Press Release Budget Economic Crisis and Recovery United States

Public Investment and the Green New Deal Expands CEPR’s Federal Budget Activists’ Guide


February 03, 2021

Contact: Karen Conner, 202-281-4159Mail_Outline

Washington DC — As fiscal activism meets a new administration, the Center for Economic and Policy Research (CEPR) releases today the second of a three-part guide on how to optimize the use of public spending and taxation. 

How to Make Joe Biden’s Budget Better, Part II: Public Investment and the Green New Deal — Do Everything!, by CEPR senior research fellow Max B. Sawicky, addresses the longer-term needs of the nation. “An economic downturn is an ideal time to commence a prolonged period of new public investment,” said Sawicky.

Sawicky urges the expansion of the Green New Deal concept to include “…a New Deal that is Green” that prioritizes investments in shovel ready or other projects that provide a rapid injection of stimulus.

However, Part II of the guide makes clear that “…the expansion of US public investment will depend primarily on increased Federal aid to the states.”

“The bulk of resources for a US public investment boom in keeping with a Green New Deal, and for an expanded care infrastructure, must be provided to state and local governments,” explains Sawicky. He broadens assumed notions of infrastructure to include the care infrastructure, meaning services and capital projects for the care of those unable to care for themselves, including children, the elderly, the disabled, and others.

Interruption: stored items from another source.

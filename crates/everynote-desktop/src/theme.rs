//! Color palette for the desktop app

/// Color palette for the application
#[derive(Debug, Clone, Copy)]
pub struct ColorPalette {
    pub bg_gradient: &'static str,
    pub bg_panel: &'static str,
    pub bg_card: &'static str,
    pub bg_card_active: &'static str,
    pub bg_input: &'static str,
    pub text_primary: &'static str,
    pub text_secondary: &'static str,
    pub text_muted: &'static str,
    pub border: &'static str,
    pub accent: &'static str,
    pub accent_text: &'static str,
    pub badge: &'static str,
}

/// The app only ships a dark theme
pub const PALETTE: ColorPalette = ColorPalette {
    bg_gradient: "linear-gradient(135deg, #111827 0%, #1f2937 50%, #000000 100%)",
    bg_panel: "rgba(31, 41, 55, 0.5)",
    bg_card: "rgba(31, 41, 55, 0.5)",
    bg_card_active: "rgba(55, 65, 81, 0.5)",
    bg_input: "#1f2937",
    text_primary: "#ffffff",
    text_secondary: "#d1d5db",
    text_muted: "#6b7280",
    border: "#374151",
    accent: "#2563eb",
    accent_text: "#ffffff",
    badge: "#374151",
};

Sawicky outlines several different avenues the federal budget can use to increase aid at the state and local level, and discusses the bang-for-the-buck effects from bonds, taxes, and federal grants, like Medicaid extensions.

This three-part guide is written for advocates, decision-makers, and the interested public. Last month CEPR published Part I: Send Money Now! that focused on cash assistance to families and to state and local governments. The third part will discuss the roles that defense spending cuts and tax reform should play going forward. Taken together, the guide lays out guideposts mutually recognized by the diverse interests that are clamoring for action by the incoming administration.